1.1. Motivation,

1.1.1. Or: Should I take this class (A: YES!)

Employers are starving for talented students that can analyze large datasets, and they are willing to pay for it:


Python is #2 among languages in terms of salary:


Within “data science” itself (a broader category than finance jobs with data science), python has the most jobs:


Among the common alternative data science languages, python is the most popular on SO:


Coding skills are valuable to your resume because computing power can make you more productive at tasks. You’ll see an example of this on our first day in class. This is why knowing how to code will open more interview doors and possibly lead to improved job offers (and change the trajectory of your career).

Still, most students in this class do not have a comparative advantage in the labor market in terms of their computer science skills relative to students in CS programs. That’s fine! Most students in this class don’t want pure CS jobs.


Your comparative advantage is probably the ability to apply your business acumen to problems where coding plays a role in analyzing potential business decisions or setting up a production pipeline!

This is VERY valuable!

A saw can be dangerous, useless, or useful - which it is depends on the context you use it in.

ML techniques, computing power, and big data can be dangerous, useless, or useful - which it is depends on the context you use it in. In particular, what are the relevant economics you’re facing? A great coder might ignore the economics, but your previous classes will help you evaluate the economics!

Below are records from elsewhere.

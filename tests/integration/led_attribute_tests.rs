//! LED controller through the attribute layer: text in, pin writes out.

use crate::mock_hw::{GpioCall, LogSink, MockGpio};

use devattr::app::service::DeviceService;
use devattr::config::SystemConfig;
use devattr::drivers::led::LedController;
use devattr::error::{AttrError, ValidationError};
use devattr::pins::PinId;
use embedded_hal::digital::PinState;

fn attach() -> (DeviceService<MockGpio>, crate::mock_hw::GpioLog, LogSink) {
    let (gpio, log) = MockGpio::new();
    let mut sink = LogSink::new();
    let svc = DeviceService::attach(&SystemConfig::default(), gpio, &mut sink).unwrap();
    (svc, log, sink)
}

#[test]
fn first_write_one_drives_pin_high_exactly_once() {
    let (svc, log, mut sink) = attach();

    assert_eq!(svc.store("led/state", "1", &mut sink), Ok(1));
    assert!(svc.led().read());
    assert_eq!(
        log.calls(),
        vec![
            GpioCall::Request {
                pin: PinId(17),
                initial: PinState::Low
            },
            GpioCall::Write {
                pin: PinId(17),
                level: PinState::High
            },
        ]
    );
}

#[test]
fn show_reflects_writes() {
    let (svc, _log, mut sink) = attach();
    assert_eq!(svc.show("led/state").unwrap().as_str(), "0\n");

    svc.store("led/state", "1\n", &mut sink).unwrap();
    assert_eq!(svc.show("led/state").unwrap().as_str(), "1\n");

    svc.store("led/state", "0", &mut sink).unwrap();
    assert_eq!(svc.show("led/state").unwrap().as_str(), "0\n");
    assert!(!svc.led().read());
}

#[test]
fn invalid_writes_leave_state_and_pin_unchanged() {
    let (svc, log, mut sink) = attach();
    svc.store("led/state", "1", &mut sink).unwrap();
    let before = log.calls();

    for (input, expected) in [
        ("2", ValidationError::OutOfDomain),
        ("-1", ValidationError::OutOfDomain),
        ("abc", ValidationError::NotParsable),
        ("", ValidationError::NotParsable),
    ] {
        assert_eq!(
            svc.store("led/state", input, &mut sink),
            Err(AttrError::Invalid(expected)),
            "input {input:?}"
        );
        assert!(svc.led().read(), "state changed by {input:?}");
    }
    assert_eq!(log.calls(), before, "pin touched by a rejected write");
}

#[test]
fn pin_level_always_matches_reported_state() {
    let (svc, log, mut sink) = attach();
    for input in ["1", "1", "0", "7", "1", "x", "0"] {
        let _ = svc.store("led/state", input, &mut sink);
        let expected = if svc.led().read() {
            PinState::High
        } else {
            PinState::Low
        };
        assert_eq!(log.level(), Some(expected));
    }
}

#[test]
fn concurrent_writers_keep_pin_and_state_consistent() {
    let (gpio, log) = MockGpio::new();
    let led = std::sync::Arc::new(LedController::initialize(PinId(5), gpio).unwrap());

    let handles: Vec<_> = (0..4)
        .map(|t| {
            let led = led.clone();
            std::thread::spawn(move || {
                for i in 0..200 {
                    let text = if (i + t) % 2 == 0 { "1" } else { "0" };
                    led.write(text).unwrap();
                }
            })
        })
        .collect();
    for h in handles {
        h.join().unwrap();
    }

    let last = *log.writes().last().unwrap();
    assert_eq!(last, PinState::from(led.read()));
    assert_eq!(log.writes().len(), 800);
}

#[test]
fn led_writes_are_independent_of_sensor_lock() {
    let (svc, _log, mut sink) = attach();
    let sensor = svc.sensor();
    sensor.update(10);
    svc.store("led/state", "1", &mut sink).unwrap();
    assert_eq!(svc.show("sensor/current").unwrap().as_str(), "10\n");
    assert!(svc.led().read());
}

Adding this class to your Lehigh business education gives you a set of complementary skills: The ability to use high-power datasets and analysis within a framework for problem-solving.

1.1.2. How to create value

One way:

  1. Identify a problem: A business need, a market with frictions.

  2. Define your project: A clearly specified question with metrics for success and an idea of impact. Always keep the big picture, and economic context, in mind!

  3. Work collaboratively on the problem: Interesting problems are big, and require teamwork. Sir Edmund Hilary does not summit Everest without Tsenging Norgue.

  4. Acquire data and clean it: Age-old wisdom tells us that if the input is crap, the output will be… Thus, time spent on cleaning data is often more valuable than time spent on modeling.

  5. Explore the data.

  6. Analysis, using appropriate modeling tools. Students get excited about modeling techniques, but this is <25% of the work on most projects.

  7. Deliver the project conclusions to higher-ups in the form of clear business recommendations. Writing should always be geared to the audience, and managers typically want bottom lines, whereas technical leads need more technical justification.


Understanding and practicing each of these steps is valuable, even if you never code again after this class!

You’ve applied these steps in previous classes. (For example, valuing a potential merger.) The goal of this class is to expand the set of problems you can work on!

1.1.3. From here to there…

I’ve designed this class with the hope that you’ll be prepared and able to execute each of those steps.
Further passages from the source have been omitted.